There Are at Least 100 Billion Planets in the Milky Way, Maybe Several Times That

There are at least as many planets as there are stars in the Milky Way

Most scientifically inclined people always believed that there were planets outside of our solar system. Most scientifically inclined people have always believed that there is life outside of our solar system, for that matter, it's statistically very unlikely to the point of being impossible that it isn't so.

As our methods for observing the universe have gotten better, we started finding planets outside of our home system. Life, so far, has eluded us, but it's only a matter of time, if only judging by the sheer number of planets in our galaxy alone.

The latest estimates say that the Milky Way is home to at least 100 billion planets, though the number could be a lot bigger. There are roughly 100 billion stars in our galaxy, 75 percent of those being M dwarfs, smaller and cooler than our sun.

A team of scientists used one such star, Kepler 32, to model the entire galaxy. Kepler has already uncovered five planets circling the star in close orbits. Kepler also found other M dwarf stars with a similar number of planets near their parent stars.

So the scientists used this as a model to come up with a rough estimate of the number of planets in the galaxy and came up with the 100 billion planets number. The results are published in The Astrophysical Journal.

But there are several big caveats to their method which could mean that the real number is significantly larger. For one, they only looked at M dwarf planets and only small, rocky ones at that. No other planet types and star types were included.

That's 25 billion stars that could have planets, which were not included in the count. Then there's the source of the data itself, Kepler is only able to see either very big planets or planets orbiting very close to their stars.
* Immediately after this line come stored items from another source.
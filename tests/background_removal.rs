//! End-to-end background removal through real files

mod common;

use common::{centered_rect, load_rgba, ring_with_island, three_by_three_logo, write_png, GREEN};
use image::{Rgb, RgbImage, Rgba};
use logo_bgremove::{
    corner_seeds, remove_background_with_config, BackgroundRemover, NoOpProgressReporter,
    OutputFormat, RemovalConfig,
};
use tempfile::TempDir;

fn quiet() -> RemovalConfig {
    RemovalConfig::builder().report_progress(false).build().unwrap()
}

#[test]
fn test_three_by_three_scenario() {
    let temp_dir = TempDir::new().unwrap();
    let input = write_png(temp_dir.path(), "logo.png", &three_by_three_logo());
    let output = temp_dir.path().join("logo_final.png");

    let result = remove_background_with_config(&input, &output, &quiet()).unwrap();
    let saved = load_rgba(&output);

    assert_eq!(saved.dimensions(), (3, 3));
    for (x, y, pixel) in saved.enumerate_pixels() {
        if (x, y) == (1, 1) {
            assert_eq!(*pixel, GREEN, "center must be unchanged");
        } else {
            assert_eq!(pixel[3], 0, "edge pixel ({x}, {y}) must be transparent");
        }
    }
    assert_eq!(result.stats.cleared_pixels, 8);
    assert_eq!(saved, result.image);
}

#[test]
fn test_centered_rectangle_preserved() {
    let temp_dir = TempDir::new().unwrap();
    let source = centered_rect(40, 30, 12, 8);
    let input = write_png(temp_dir.path(), "rect.png", &source);
    let output = temp_dir.path().join("rect_out.png");

    remove_background_with_config(&input, &output, &quiet()).unwrap();
    let saved = load_rgba(&output);

    for (x, y, pixel) in saved.enumerate_pixels() {
        let original = source.get_pixel(x, y);
        if *original == GREEN {
            assert_eq!(pixel, original, "green pixel ({x}, {y}) changed");
        } else {
            assert_eq!(pixel[3], 0, "white pixel ({x}, {y}) not cleared");
            assert_eq!(&pixel.0[..3], &original.0[..3]);
        }
    }
}

#[test]
fn test_enclosed_island_keeps_alpha() {
    let temp_dir = TempDir::new().unwrap();
    let (source, (lo, hi)) = ring_with_island(15);
    let input = write_png(temp_dir.path(), "ring.png", &source);
    let output = temp_dir.path().join("ring_out.png");

    remove_background_with_config(&input, &output, &quiet()).unwrap();
    let saved = load_rgba(&output);

    for y in lo..=hi {
        for x in lo..=hi {
            assert_eq!(saved.get_pixel(x, y)[3], 255, "island pixel ({x}, {y})");
        }
    }
    assert_eq!(saved.get_pixel(0, 7)[3], 0);
    assert_eq!(saved.get_pixel(1, 7)[3], 0);
}

#[test]
fn test_corners_always_cleared() {
    let temp_dir = TempDir::new().unwrap();
    let source = RgbImage::from_fn(9, 6, |x, y| Rgb([(x * 20) as u8, 10, (y * 30) as u8]));
    let path = temp_dir.path().join("dark.png");
    source.save(&path).unwrap();
    let output = temp_dir.path().join("dark_out.png");

    let result = remove_background_with_config(&path, &output, &quiet()).unwrap();
    let saved = load_rgba(&output);

    for (x, y) in corner_seeds(9, 6) {
        assert_eq!(saved.get_pixel(x, y)[3], 0);
    }
    assert!(result.stats.cleared_pixels <= 9 * 6);
}

#[test]
fn test_rgb_jpeg_input_gains_alpha() {
    let temp_dir = TempDir::new().unwrap();
    let source = RgbImage::from_pixel(8, 8, Rgb([250, 250, 250]));
    let input = temp_dir.path().join("flat.jpg");
    source.save(&input).unwrap();
    let output = temp_dir.path().join("flat.png");

    remove_background_with_config(&input, &output, &quiet()).unwrap();
    let saved = load_rgba(&output);

    assert!(saved.pixels().all(|p| p[3] == 0));
}

#[test]
fn test_existing_transparency_preserved_on_foreground() {
    let temp_dir = TempDir::new().unwrap();
    let mut source = three_by_three_logo();
    source.put_pixel(1, 1, Rgba([0, 200, 0, 128]));
    let input = write_png(temp_dir.path(), "semi.png", &source);
    let output = temp_dir.path().join("semi_out.png");

    remove_background_with_config(&input, &output, &quiet()).unwrap();

    assert_eq!(*load_rgba(&output).get_pixel(1, 1), Rgba([0, 200, 0, 128]));
}

#[test]
fn test_webp_and_tiff_outputs_carry_alpha() {
    let temp_dir = TempDir::new().unwrap();
    let input = write_png(temp_dir.path(), "logo.png", &three_by_three_logo());

    for name in ["logo.webp", "logo.tiff"] {
        let output = temp_dir.path().join(name);
        remove_background_with_config(&input, &output, &quiet()).unwrap();
        let saved = load_rgba(&output);
        assert_eq!(saved.get_pixel(0, 0)[3], 0, "{name}");
        assert_eq!(*saved.get_pixel(1, 1), GREEN, "{name}");
    }
}

#[test]
fn test_explicit_format_overrides_extension() {
    let temp_dir = TempDir::new().unwrap();
    let input = write_png(temp_dir.path(), "logo.png", &three_by_three_logo());
    let output = temp_dir.path().join("logo.out");

    let config = RemovalConfig::builder()
        .output_format(OutputFormat::Png)
        .report_progress(false)
        .build()
        .unwrap();
    remove_background_with_config(&input, &output, &config).unwrap();

    let bytes = std::fs::read(&output).unwrap();
    assert_eq!(&bytes[1..4], b"PNG");
}

#[test]
fn test_create_output_dirs() {
    let temp_dir = TempDir::new().unwrap();
    let input = write_png(temp_dir.path(), "logo.png", &three_by_three_logo());
    let output = temp_dir.path().join("public").join("logo_final.png");

    let config = RemovalConfig::builder()
        .create_output_dirs(true)
        .report_progress(false)
        .build()
        .unwrap();
    remove_background_with_config(&input, &output, &config).unwrap();

    assert!(output.exists());
}

#[test]
fn test_remover_reusable_across_files() {
    let temp_dir = TempDir::new().unwrap();
    let mut remover =
        BackgroundRemover::with_reporter(RemovalConfig::default(), Box::new(NoOpProgressReporter))
            .unwrap();

    let first = write_png(temp_dir.path(), "a.png", &three_by_three_logo());
    let second = write_png(temp_dir.path(), "b.png", &centered_rect(10, 10, 4, 4));

    let a = remover
        .process_file(&first, temp_dir.path().join("a_out.png"))
        .unwrap();
    let b = remover
        .process_file(&second, temp_dir.path().join("b_out.png"))
        .unwrap();

    assert_eq!(a.stats.cleared_pixels, 8);
    assert_eq!(b.stats.cleared_pixels, 100 - 16);
}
As better detection methods are devised, we may find that what we're seeing now is only a small portion of the whole picture, i.e. more types of planets around more types of stars.

Finally, there's no account for exoplanets that have been spun off from the orbit around their stars and are now flying about in the galaxy. Some estimates believe that the number of these planets is comparable to the ones still in orbit.

In the end, it is very likely that the actual number of stars in the galaxy is several times bigger than the 100 billion estimate.